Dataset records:
══════

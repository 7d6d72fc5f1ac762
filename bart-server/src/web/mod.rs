//! Web layer for the BART departure board.
//!
//! Provides the JSON endpoints for live departures and trip times, the
//! board API backed by the poller, and the HTML board page.

mod dto;
mod routes;
mod state;
pub mod templates;

pub use dto::*;
pub use routes::{AppError, create_router};
pub use state::AppState;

══════

Exercise prompt
Return the records in full. Omit nothing.

Written answer
repository 7d6d72fc5f1ac762
filename bart-server/src/web/mod.rs
//! Web layer for the BART departure board.
//!
//! Provides the JSON endpoints for live departures and trip times, the
//! board API backed by the poller, and the HTML board page.

mod dto;
mod routes;
mod state;
pub mod templates;

pub use dto::*;
pub use routes::{AppError, create_router};
pub use state::AppState;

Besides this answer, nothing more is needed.